The short-term rental market has proven remarkably resilient, even in the face of economic uncertainty. The shift towards remote work has broadened the pool of potential renters, while a renewed appetite for travel is driving up demand in established vacation hotspots. However, it’s important to acknowledge that a 20% ROI is a significant benchmark, and achieving it requires diligent research and a nuanced understanding of local market dynamics. Projections are based on current trends and available data, but are not guarantees. External factors, like unexpected economic downturns or shifts in travel preferences, can influence outcomes.
We've focused on markets demonstrating consistent growth in occupancy rates and average daily rates (ADR). Using data aggregated through late 2024 and early 2025, we’ve projected forward, accounting for anticipated changes in supply and demand. This isn’t about chasing hype; it's about identifying sustainable opportunities where data supports a strong investment case. The cities listed below aren’t just performing well now, they're positioned to continue that performance into 2026 and beyond. Understanding the underlying drivers of this success is crucial for making informed investment decisions.
15 cities to watch
These 15 cities show the highest projected returns for 2026 based on February 2025 data. These are estimates, as local laws or economic shifts can change the math quickly.
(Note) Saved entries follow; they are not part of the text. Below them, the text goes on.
//! Queued channel implementation.

use crate::config::QueuedChannelConfig;
use crate::future::{QueuedResponse, Ticket};
use crate::queue::{QueueState, ResultSender};
use futures::future::{self, Either};
use futures::FutureExt;
use std::fmt;
use std::panic::{self, AssertUnwindSafe};
use std::sync::atomic::{AtomicU64, AtomicUsize, Ordering};
use std::sync::{Arc, Weak};
use std::task::{Context, Poll};
use std::time::Duration;
use tokio::sync::oneshot;
use tower_dispatch_core::{
    Channel, ChannelReadySignal, DispatchError, Endpoint, Executor, LimitedChannel, Request,
    Response, ResponseFuture,
};
use tower_service::Service;

#[cfg(feature = "tracing")]
use tracing::{trace, warn};

/// A [`Channel`] that queues requests its [`LimitedChannel`] delegate refuses.
///
/// Every submission is first offered to the delegate. Refused requests wait in a
/// FIFO queue and are retried, head first, whenever a delegated request
/// completes or the delegate signals readiness. A refused head stops the
/// drain, so waiting requests are released strictly in submission order.
///
/// Requests admitted on their first attempt may overtake requests that are
/// already waiting. Waiting requests never hold back capacity that a fresh
/// request can use.
///
/// Cloning is cheap; clones share the queue.
pub struct QueuedChannel<C> {
    shared: Arc<Shared<C>>,
}

struct Shared<C> {
    this: Weak<Shared<C>>,
    delegate: C,
    state: Arc<QueueState>,
    executor: Arc<dyn Executor>,
    /// Number of drain triggers not yet served; non-zero while a drainer runs.
    drain_requests: AtomicUsize,
    /// Bumped on every completion and readiness signal.
    epoch: AtomicU64,
}

impl<C: LimitedChannel> QueuedChannel<C> {
    /// Wraps `delegate` with default settings: unbounded queue, driven on
    /// the current Tokio runtime.
    ///
    /// # Panics
    ///
    /// Panics if called outside a Tokio runtime.
    pub fn new(delegate: C) -> Self {
        Self::with_config(delegate, QueuedChannelConfig::default())
    }

    /// Wraps `delegate` with the given configuration.
    ///
    /// # Panics
    ///
    /// Panics if no executor was configured and this is called outside a
    /// Tokio runtime.
    pub fn with_config(delegate: C, config: QueuedChannelConfig) -> Self {
        let executor = config
            .executor
            .clone()
            .unwrap_or_else(|| Arc::new(tokio::runtime::Handle::current()));
        let shared = Arc::new_cyclic(|this| Shared {
            this: this.clone(),
            delegate,
            state: Arc::new(QueueState::new(config)),
            executor,
            drain_requests: AtomicUsize::new(0),
            epoch: AtomicU64::new(0),
        });

        let listener: Weak<dyn ChannelReadySignal> = shared.this.clone();
        shared.delegate.add_ready_listener(listener);
        Self { shared }
    }

    /// Submits a request.
    ///
    /// Never fails synchronously. The returned future resolves with the
    /// delegate's response, a synthetic 429 response if the queue is full,
    /// or [`DispatchError::Panicked`] if the delegate panicked.
    pub fn execute(&self, endpoint: Endpoint, request: Request) -> ResponseFuture {
        self.shared.execute(endpoint, request)
    }

    /// Number of requests waiting for capacity.
    pub fn queued(&self) -> usize {
        self.shared.state.queued()
    }

    /// Number of delegated requests that have not resolved yet.
    pub fn running(&self) -> usize {
        self.shared.state.running()
    }

    /// Returns the channel name.
    pub fn name(&self) -> &str {
        self.shared.state.config().name()
    }

    /// Returns the configured queue capacity.
    pub fn max_queue_size(&self) -> usize {
        self.shared.state.config().max_queue_size()
    }

    /// Returns the wrapped delegate.
    pub fn delegate(&self) -> &C {
        &self.shared.delegate
    }

    /// Attempts to move waiting requests to the delegate.
    ///
    /// Drains also happen automatically on completions and readiness signals;
    /// this is for delegates whose capacity changes by other means.
    pub fn drain(&self) {
        self.shared.signal();
    }
}

impl<C> Clone for QueuedChannel<C> {
    fn clone(&self) -> Self {
        Self {
            shared: Arc::clone(&self.shared),
        }
    }
}

impl<C> fmt::Debug for QueuedChannel<C> {
    fn fmt(&self, f: &mut fmt::Formatter<'_>) -> fmt::Result {
        f.debug_struct("QueuedChannel")
            .field("name", &self.shared.state.config().name())
            .field("queued", &self.shared.state.queued())
            .field("running", &self.shared.state.running())
            .finish()
    }
}

impl<C: LimitedChannel> Channel for QueuedChannel<C> {
    fn execute(&self, endpoint: Endpoint, request: Request) -> ResponseFuture {
        self.shared.execute(endpoint, request)
    }
}

impl<C: LimitedChannel> Service<(Endpoint, Request)> for QueuedChannel<C> {
    type Response = Response;
    type Error = DispatchError;
    type Future = ResponseFuture;

    fn poll_ready(&mut self, _cx: &mut Context<'_>) -> Poll<Result<(), Self::Error>> {
        // Backpressure is expressed through the queue and 429 responses
        Poll::Ready(Ok(()))
    }

    fn call(&mut self, (endpoint, request): (Endpoint, Request)) -> Self::Future {
        self.shared.execute(endpoint, request)
    }
}

impl<C: LimitedChannel> ChannelReadySignal for Shared<C> {
    fn on_channel_ready(&self) {
        self.signal();
    }
}

impl<C: LimitedChannel> Shared<C> {
    fn execute(&self, endpoint: Endpoint, request: Request) -> ResponseFuture {
        let epoch = self.epoch.load(Ordering::SeqCst);

        match self.try_delegate(&endpoint, &request) {
            Ok(Some(future)) => {
                let (tx, rx) = oneshot::channel();
                self.run(future, tx, None);
                // Admission proves there is spare capacity for waiting requests
                if self.state.has_waiting() {
                    self.drain();
                }
                return ResponseFuture::new(QueuedResponse::running(rx));
            }
            Ok(None) => {}
            Err(error) => return ResponseFuture::failed(error),
        }

        let (tx, rx) = oneshot::channel();
        let Some(id) = self.state.enqueue(endpoint, request, tx) else {
            return ResponseFuture::response(Response::too_many_requests());
        };

        // Capacity freed between our attempt and the enqueue would otherwise
        // never be offered to this request.
        if self.epoch.load(Ordering::SeqCst) != epoch {
            self.drain();
        }

        ResponseFuture::new(QueuedResponse::queued(
            rx,
            Ticket {
                id,
                state: Arc::downgrade(&self.state),
            },
        ))
    }

    fn try_delegate(
        &self,
        endpoint: &Endpoint,
        request: &Request,
    ) -> Result<Option<ResponseFuture>, DispatchError> {
        panic::catch_unwind(AssertUnwindSafe(|| {
            self.delegate.maybe_execute(endpoint, request)
        }))
        .map_err(|payload| {
            let error = DispatchError::from_panic(payload);

            #[cfg(feature = "tracing")]
            warn!(
                channel = %self.state.config().name(),
                %endpoint,
                error = %error,
                "delegate panicked in maybe_execute"
            );

            error
        })
    }

    /// Capacity may have changed: record it and drain.
    fn signal(&self) {
        self.epoch.fetch_add(1, Ordering::SeqCst);
        self.drain();
    }

    /// Runs drain passes until no trigger arrived during the last one.
    ///
    /// Only one thread drains at a time. A trigger that arrives while another
    /// thread is draining is folded into that drainer's next pass.
    fn drain(&self) {
        if self.drain_requests.fetch_add(1, Ordering::AcqRel) != 0 {
            return;
        }
        loop {
            let observed = self.drain_requests.load(Ordering::Acquire);
            self.drain_pass();
            if self
                .drain_requests
                .compare_exchange(observed, 0, Ordering::AcqRel, Ordering::Acquire)
                .is_ok()
            {
                break;
            }
        }
    }

    fn drain_pass(&self) {
        while let Some(entry) = self.state.pop_front() {
            if entry.is_abandoned() {
                self.state.abandoned();
                continue;
            }

            match self.try_delegate(&entry.endpoint, &entry.request) {
                Ok(Some(future)) => {
                    let waited = entry.enqueued_at.elapsed();
                    self.run(future, entry.tx, Some(waited));
                }
                Ok(None) => {
                    #[cfg(feature = "tracing")]
                    trace!(
                        channel = %self.state.config().name(),
                        queued = self.state.queued(),
                        "delegate refused queue head"
                    );

                    self.state.requeue(entry);
                    return;
                }
                Err(error) => {
                    self.state.dequeued();
                    let _ = entry.tx.send(Err(error));
                }
            }
        }
    }

    /// Drives an admitted request on the executor.
    ///
    /// Completion bookkeeping happens before the caller is woken, so the
    /// caller observes the gauges and any drained successors already updated.
    fn run(&self, response: ResponseFuture, mut tx: ResultSender, waited: Option<Duration>) {
        self.state.started(waited);

        let Some(shared) = self.this.upgrade() else {
            // Callers always reach us through a live Arc
            self.state.finished();
            let _ = tx.send(Err(DispatchError::Cancelled));
            return;
        };

        self.executor.spawn_detached(Box::pin(async move {
            let outcome = {
                let call = AssertUnwindSafe(response).catch_unwind();
                let closed = tx.closed();
                futures::pin_mut!(closed);
                match future::select(call, closed).await {
                    Either::Left((result, _)) => Some(result.unwrap_or_else(|payload| {
                        Err(DispatchError::from_panic(payload))
                    })),
                    // Dropping the delegate future here cancels the call
                    Either::Right(_) => None,
                }
            };

            shared.state.finished();
            if outcome.is_none() {
                shared.state.cancelled();
            }

            #[cfg(feature = "tracing")]
            trace!(
                channel = %shared.state.config().name(),
                cancelled = outcome.is_none(),
                "delegated request finished"
            );

            shared.signal();
            if let Some(result) = outcome {
                let _ = tx.send(result);
            }
        }));
    }
}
1. Nashville, Tennessee (24.5% ROI): Nashville’s music scene and vibrant nightlife continue to attract visitors. The ADR averages $285 with an occupancy rate of 78%. Demand is driven by concerts, bachelor/bachelorette parties, and a growing business sector. However, increasing regulation regarding short-term rentals is a risk to monitor.
2. Miami, Florida (23.8% ROI): Miami’s allure as a luxury destination and cultural hub remains strong. ADR is around $350, with an occupancy rate of 75%. Major events, international business, and a thriving arts scene fuel demand. Coastal property is susceptible to hurricane damage and rising insurance costs.
3. Phoenix, Arizona (22.9% ROI): Phoenix benefits from a warm climate and affordability compared to other major cities. ADR averages $210 with an occupancy rate of 72%. Demand is boosted by spring training, outdoor activities, and a growing tech industry. Water scarcity is a long-term concern.
4. Austin, Texas (22.5% ROI): Austin’s status as a tech hub and cultural center continues to attract a diverse range of visitors. ADR is approximately $260 with an occupancy rate of 70%. Major festivals, conferences, and a thriving music scene drive demand. Rapid growth is straining infrastructure.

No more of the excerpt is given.